Ms. Del Cid is represented by Michael Wasylik of Ricardo & Wasylik, in Dade City, Florida.

Amended Counterclaims*
Decision and Order Granting Motion to Dismiss Counterclaims as to Third Counterclaim and Denying Motion as to First, Second, Fourth, Fifth, and Sixth Counterclaims*

* Document published online at Internet Law & Regulation

Commentary & discussion:



Keywords: digital copyright online law legal download upload peer to peer p2p file sharing filesharing music movies indie independent label freeculture creative commons pop/rock artists riaa independent mp3 cd favorite songs


AMD FanBoi said...

I've been banging the "sham litigation" response to Noerr-Pennington here for awhile. NP, after all, seems to be the only arrow in the RIAA defensive quiver. It's wonderful to see Defendants assert it, and a court agree with it. Without the NP fig leaf to hide behind, all of the RIAA's despicable actions are open to proper legal attack!

bbsux said...

I bet the RIAA did a double take when they saw this! Serves them right.

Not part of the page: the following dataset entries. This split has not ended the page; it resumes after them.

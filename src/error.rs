// src/error.rs

//! Unified error handling for the crawler.

use std::fmt;

use thiserror::Error;

/// Result type alias for crawler operations.
pub type Result<T> = std::result::Result<T, AppError>;

/// Unified application error type.
#[derive(Error, Debug)]
pub enum AppError {
    /// Network failure, timeout or non-success status for a page fetch
    #[error("Transport error for {url}: {message}")]
    Transport { url: String, message: String },

    /// Page did not have the expected listing section
    #[error("Parse error for {url}: {message}")]
    Parse { url: String, message: String },

    /// Crawl results could not be reduced into a report
    #[error("Aggregation error: {0}")]
    Aggregation(String),

    /// A letter crawl failed
    #[error("Crawl failed for letter '{letter}': {source}")]
    Letter {
        letter: String,
        #[source]
        source: Box<AppError>,
    },

    /// I/O operation failed
    #[error("I/O error: {0}")]
    Io(#[from] std::io::Error),

    /// HTTP client could not be built
    #[error("HTTP error: {0}")]
    Http(#[from] reqwest::Error),

    /// JSON serialization failed
    #[error("JSON error: {0}")]
    Json(#[from] serde_json::Error),

    /// TOML parsing failed
    #[error("TOML parse error: {0}")]
    Toml(#[from] toml::de::Error),

    /// URL parsing failed
    #[error("URL parse error: {0}")]
    Url(#[from] url::ParseError),

    /// CSS selector parsing failed
    #[error("Invalid selector '{selector}': {message}")]
    Selector { selector: String, message: String },

    /// Data validation error
    #[error("Validation error: {0}")]
    Validation(String),
}

impl AppError {
    /// Create a transport error for a URL.
    pub fn transport(url: impl Into<String>, message: impl fmt::Display) -> Self {
        Self::Transport {
            url: url.into(),
            message: message.to_string(),
        }
    }

    /// Create a parse error for a URL.
    pub fn parse(url: impl Into<String>, message: impl fmt::Display) -> Self {
        Self::Parse {
            url: url.into(),
            message: message.to_string(),
        }
    }

    /// Create an aggregation error.
    pub fn aggregation(message: impl Into<String>) -> Self {
        Self::Aggregation(message.into())
    }

    /// Attach the letter whose crawl produced this error.
    pub fn for_letter(self, letter: impl Into<String>) -> Self {
        Self::Letter {
            letter: letter.into(),
            source: Box::new(self),
        }
    }

    /// Create a selector parsing error.
    pub fn selector(selector: impl Into<String>, message: impl fmt::Display) -> Self {
        Self::Selector {
            selector: selector.into(),
            message: message.to_string(),
        }
    }

    /// Create a validation error.
    pub fn validation(message: impl Into<String>) -> Self {
        Self::Validation(message.into())
    }
}

#[cfg(test)]
mod tests {
    use super::*;

    #[test]
    fn letter_error_names_letter_and_url() {
        let err = AppError::transport("https://example.org/?from=Б", "HTTP 503").for_letter("Б");
        let text = err.to_string();
        assert!(text.contains("'Б'"));
        assert!(text.contains("https://example.org/?from=Б"));
        assert!(text.contains("HTTP 503"));
    }
}
//! Service layer for the crawler.
//!
//! This module contains the crawl engine:
//! - Page fetching (`PageFetcher`, `HttpFetcher`)
//! - Listing page parsing (`ListingParser`)
//! - Single letter crawls (`LetterCrawler`)
//! - Bounded fan-out over the alphabet (`CrawlCoordinator`)

mod coordinator;
mod fetcher;
mod letters;
mod parser;

#[cfg(test)]
pub(crate) mod testing;

pub use coordinator::{CrawlCoordinator, CrawlOutcome};
pub use fetcher::{HttpFetcher, PageFetcher};
pub use letters::LetterCrawler;
pub use parser::ListingParser;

Mr. Beckerman, would a notifaction to other judges in other cases where these claims have been dismissed help? (particularly the declaratory judgment of non-infringement)

StephenH said...

I commend the courts for this ruling. This means that the RIAA will have to face action for what they did.

Art said...

Yeah! Glad to see the well reasoned order from the Judge in this case!

By the way, there is a typo on page 2 where the judge refers to the "Florida Rules of Civil Procedure" instead of "Federal Rules of Civil Procedure". However, the next paragraph has the correct wording.


Lunarsight said...

This is an interesting one. From what I've read about sham litigation, it's normally used when multiple businesses in the same industry try and interfere with or harm a competitor, so it's going to be interesting to see if the court goes along with it here.

I do think the Noerr-Penington defense should not be allowed in a case like this regardless, since it effectively creates a loophole allowing companies acting in unison to do some very unethical [and likely illegal!] things.

Perhaps this case can create a precedent for the extension of the current sham litigation definition.